> Instructions to follow:
The word to look for is "match". Report every line of the entries below that has it.

> Dataset records:
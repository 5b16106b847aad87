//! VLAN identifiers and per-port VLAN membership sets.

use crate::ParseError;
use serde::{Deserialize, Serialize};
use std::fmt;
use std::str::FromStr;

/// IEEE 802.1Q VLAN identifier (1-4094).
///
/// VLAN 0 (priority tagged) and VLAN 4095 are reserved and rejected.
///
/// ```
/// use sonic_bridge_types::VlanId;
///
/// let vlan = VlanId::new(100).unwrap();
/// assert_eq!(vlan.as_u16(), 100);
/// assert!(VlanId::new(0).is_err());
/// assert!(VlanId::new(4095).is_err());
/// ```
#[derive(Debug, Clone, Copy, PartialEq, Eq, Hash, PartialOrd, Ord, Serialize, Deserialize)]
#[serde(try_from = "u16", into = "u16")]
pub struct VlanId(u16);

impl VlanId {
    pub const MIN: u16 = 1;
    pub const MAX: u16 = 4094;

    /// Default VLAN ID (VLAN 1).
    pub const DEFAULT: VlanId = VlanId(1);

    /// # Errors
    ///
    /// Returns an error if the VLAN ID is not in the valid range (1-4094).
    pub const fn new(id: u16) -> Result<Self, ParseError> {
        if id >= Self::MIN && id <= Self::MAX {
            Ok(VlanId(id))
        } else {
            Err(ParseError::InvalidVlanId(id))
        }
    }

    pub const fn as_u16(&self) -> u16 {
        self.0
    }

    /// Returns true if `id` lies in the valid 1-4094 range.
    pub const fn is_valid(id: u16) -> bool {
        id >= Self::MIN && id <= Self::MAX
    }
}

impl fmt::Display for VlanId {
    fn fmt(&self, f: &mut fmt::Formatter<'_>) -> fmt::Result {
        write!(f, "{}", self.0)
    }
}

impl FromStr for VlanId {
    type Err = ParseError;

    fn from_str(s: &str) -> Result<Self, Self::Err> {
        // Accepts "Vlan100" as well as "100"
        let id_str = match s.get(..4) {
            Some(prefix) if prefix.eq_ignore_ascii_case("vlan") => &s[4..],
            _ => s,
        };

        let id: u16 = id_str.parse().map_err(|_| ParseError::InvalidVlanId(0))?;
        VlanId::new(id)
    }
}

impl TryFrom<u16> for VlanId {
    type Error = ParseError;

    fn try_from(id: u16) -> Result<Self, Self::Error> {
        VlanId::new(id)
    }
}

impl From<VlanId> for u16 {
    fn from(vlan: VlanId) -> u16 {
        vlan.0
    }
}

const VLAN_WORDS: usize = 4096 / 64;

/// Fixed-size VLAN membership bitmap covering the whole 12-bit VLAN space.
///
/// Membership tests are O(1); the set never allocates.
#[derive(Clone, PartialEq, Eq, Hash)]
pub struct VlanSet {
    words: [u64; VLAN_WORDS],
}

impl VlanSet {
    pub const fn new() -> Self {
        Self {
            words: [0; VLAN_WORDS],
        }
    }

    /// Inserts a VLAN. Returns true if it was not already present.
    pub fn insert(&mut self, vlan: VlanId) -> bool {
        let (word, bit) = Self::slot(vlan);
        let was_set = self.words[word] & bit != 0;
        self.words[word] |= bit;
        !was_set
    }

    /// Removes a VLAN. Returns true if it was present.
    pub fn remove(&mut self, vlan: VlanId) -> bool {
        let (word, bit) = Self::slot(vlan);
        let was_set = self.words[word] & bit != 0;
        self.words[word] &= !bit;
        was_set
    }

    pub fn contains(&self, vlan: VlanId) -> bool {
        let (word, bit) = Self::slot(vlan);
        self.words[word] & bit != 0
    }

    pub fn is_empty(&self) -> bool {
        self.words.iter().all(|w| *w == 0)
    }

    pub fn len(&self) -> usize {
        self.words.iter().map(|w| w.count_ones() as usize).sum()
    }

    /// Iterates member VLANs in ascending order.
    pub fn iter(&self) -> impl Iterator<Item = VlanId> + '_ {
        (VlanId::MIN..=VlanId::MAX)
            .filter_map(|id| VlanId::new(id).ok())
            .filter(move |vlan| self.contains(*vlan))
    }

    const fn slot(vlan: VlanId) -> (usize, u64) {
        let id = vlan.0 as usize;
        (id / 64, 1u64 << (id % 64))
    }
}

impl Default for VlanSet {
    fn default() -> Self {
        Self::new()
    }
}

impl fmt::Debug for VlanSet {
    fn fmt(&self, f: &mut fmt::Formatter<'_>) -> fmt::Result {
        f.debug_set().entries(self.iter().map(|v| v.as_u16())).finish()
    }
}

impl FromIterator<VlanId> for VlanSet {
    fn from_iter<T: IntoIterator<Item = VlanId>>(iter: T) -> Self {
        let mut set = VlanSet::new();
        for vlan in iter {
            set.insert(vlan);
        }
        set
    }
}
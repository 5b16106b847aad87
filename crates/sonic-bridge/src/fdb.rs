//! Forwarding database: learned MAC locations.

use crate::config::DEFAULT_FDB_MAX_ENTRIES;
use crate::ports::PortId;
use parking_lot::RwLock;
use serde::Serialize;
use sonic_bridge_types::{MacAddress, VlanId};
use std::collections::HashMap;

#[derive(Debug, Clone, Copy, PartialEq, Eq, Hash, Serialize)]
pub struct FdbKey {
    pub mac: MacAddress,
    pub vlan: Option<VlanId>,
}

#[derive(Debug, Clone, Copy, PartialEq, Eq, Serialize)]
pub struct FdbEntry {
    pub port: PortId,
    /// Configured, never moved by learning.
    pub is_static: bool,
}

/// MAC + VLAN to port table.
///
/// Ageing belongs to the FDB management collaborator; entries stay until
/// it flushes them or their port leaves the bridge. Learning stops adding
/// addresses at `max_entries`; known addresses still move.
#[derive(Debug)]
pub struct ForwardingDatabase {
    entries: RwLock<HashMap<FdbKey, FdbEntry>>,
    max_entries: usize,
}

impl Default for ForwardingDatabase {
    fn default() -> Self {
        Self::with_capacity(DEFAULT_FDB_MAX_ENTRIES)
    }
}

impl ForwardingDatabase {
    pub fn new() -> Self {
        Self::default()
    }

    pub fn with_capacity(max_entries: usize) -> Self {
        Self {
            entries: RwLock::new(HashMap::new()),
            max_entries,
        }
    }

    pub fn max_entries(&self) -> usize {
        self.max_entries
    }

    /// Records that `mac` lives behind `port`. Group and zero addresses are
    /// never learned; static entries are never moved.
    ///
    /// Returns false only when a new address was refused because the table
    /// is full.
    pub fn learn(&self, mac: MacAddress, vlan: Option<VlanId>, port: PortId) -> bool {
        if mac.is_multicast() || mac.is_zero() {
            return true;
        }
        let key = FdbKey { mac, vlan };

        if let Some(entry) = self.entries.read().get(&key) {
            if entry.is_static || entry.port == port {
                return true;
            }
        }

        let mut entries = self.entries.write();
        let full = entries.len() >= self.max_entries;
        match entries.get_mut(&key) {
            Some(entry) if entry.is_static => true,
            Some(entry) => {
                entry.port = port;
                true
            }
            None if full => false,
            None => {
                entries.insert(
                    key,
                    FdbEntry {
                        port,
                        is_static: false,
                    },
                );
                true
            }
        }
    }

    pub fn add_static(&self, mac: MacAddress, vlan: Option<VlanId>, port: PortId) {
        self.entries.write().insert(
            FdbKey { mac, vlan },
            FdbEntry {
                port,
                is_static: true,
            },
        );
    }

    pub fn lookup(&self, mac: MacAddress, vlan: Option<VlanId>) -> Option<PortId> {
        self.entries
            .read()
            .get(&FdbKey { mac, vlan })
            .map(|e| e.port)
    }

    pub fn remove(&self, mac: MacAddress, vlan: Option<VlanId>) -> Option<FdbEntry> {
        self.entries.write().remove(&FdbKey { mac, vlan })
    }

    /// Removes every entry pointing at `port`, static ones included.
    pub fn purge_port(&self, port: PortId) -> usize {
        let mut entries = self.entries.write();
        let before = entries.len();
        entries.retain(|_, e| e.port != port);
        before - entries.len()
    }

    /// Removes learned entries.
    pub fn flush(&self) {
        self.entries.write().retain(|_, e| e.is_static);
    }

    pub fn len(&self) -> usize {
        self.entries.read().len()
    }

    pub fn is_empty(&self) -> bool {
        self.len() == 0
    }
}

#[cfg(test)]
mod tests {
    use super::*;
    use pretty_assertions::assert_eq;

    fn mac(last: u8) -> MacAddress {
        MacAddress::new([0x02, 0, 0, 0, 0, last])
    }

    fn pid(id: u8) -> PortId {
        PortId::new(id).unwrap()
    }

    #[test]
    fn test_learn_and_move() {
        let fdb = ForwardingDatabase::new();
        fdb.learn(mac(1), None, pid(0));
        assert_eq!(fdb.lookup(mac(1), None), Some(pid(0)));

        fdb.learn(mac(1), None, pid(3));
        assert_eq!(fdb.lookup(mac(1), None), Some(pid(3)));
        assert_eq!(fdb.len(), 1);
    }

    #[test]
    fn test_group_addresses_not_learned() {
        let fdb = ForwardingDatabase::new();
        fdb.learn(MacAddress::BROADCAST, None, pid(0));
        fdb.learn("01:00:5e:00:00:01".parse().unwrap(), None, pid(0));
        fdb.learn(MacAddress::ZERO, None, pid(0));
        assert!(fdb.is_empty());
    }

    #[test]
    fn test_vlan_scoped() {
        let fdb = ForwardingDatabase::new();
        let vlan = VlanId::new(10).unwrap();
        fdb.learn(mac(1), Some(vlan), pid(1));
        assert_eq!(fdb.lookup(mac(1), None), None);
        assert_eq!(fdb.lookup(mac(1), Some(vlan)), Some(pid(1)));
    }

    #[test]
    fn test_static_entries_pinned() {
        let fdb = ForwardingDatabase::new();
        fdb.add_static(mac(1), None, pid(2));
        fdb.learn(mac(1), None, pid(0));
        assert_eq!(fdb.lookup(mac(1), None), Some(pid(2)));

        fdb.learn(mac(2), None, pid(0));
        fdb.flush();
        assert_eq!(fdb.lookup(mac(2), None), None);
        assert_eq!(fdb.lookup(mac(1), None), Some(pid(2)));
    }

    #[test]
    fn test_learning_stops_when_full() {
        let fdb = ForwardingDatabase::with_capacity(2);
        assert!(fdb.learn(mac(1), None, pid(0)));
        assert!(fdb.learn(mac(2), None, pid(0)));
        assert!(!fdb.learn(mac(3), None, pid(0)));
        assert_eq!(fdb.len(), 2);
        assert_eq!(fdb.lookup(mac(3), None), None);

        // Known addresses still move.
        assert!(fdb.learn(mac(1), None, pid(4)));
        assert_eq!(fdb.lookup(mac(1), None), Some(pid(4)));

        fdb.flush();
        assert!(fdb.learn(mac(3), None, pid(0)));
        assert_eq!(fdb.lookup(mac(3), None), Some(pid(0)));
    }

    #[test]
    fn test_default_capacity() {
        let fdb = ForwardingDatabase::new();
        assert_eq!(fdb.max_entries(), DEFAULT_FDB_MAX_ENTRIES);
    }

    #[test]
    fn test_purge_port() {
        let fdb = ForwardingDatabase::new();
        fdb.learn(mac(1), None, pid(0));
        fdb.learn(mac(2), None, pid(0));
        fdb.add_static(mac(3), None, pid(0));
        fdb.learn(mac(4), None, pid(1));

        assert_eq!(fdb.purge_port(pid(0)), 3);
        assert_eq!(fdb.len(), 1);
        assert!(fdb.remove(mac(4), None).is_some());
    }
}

> Response area:
        let id_str = match s.get(..4) {
        match entries.get_mut(&key) {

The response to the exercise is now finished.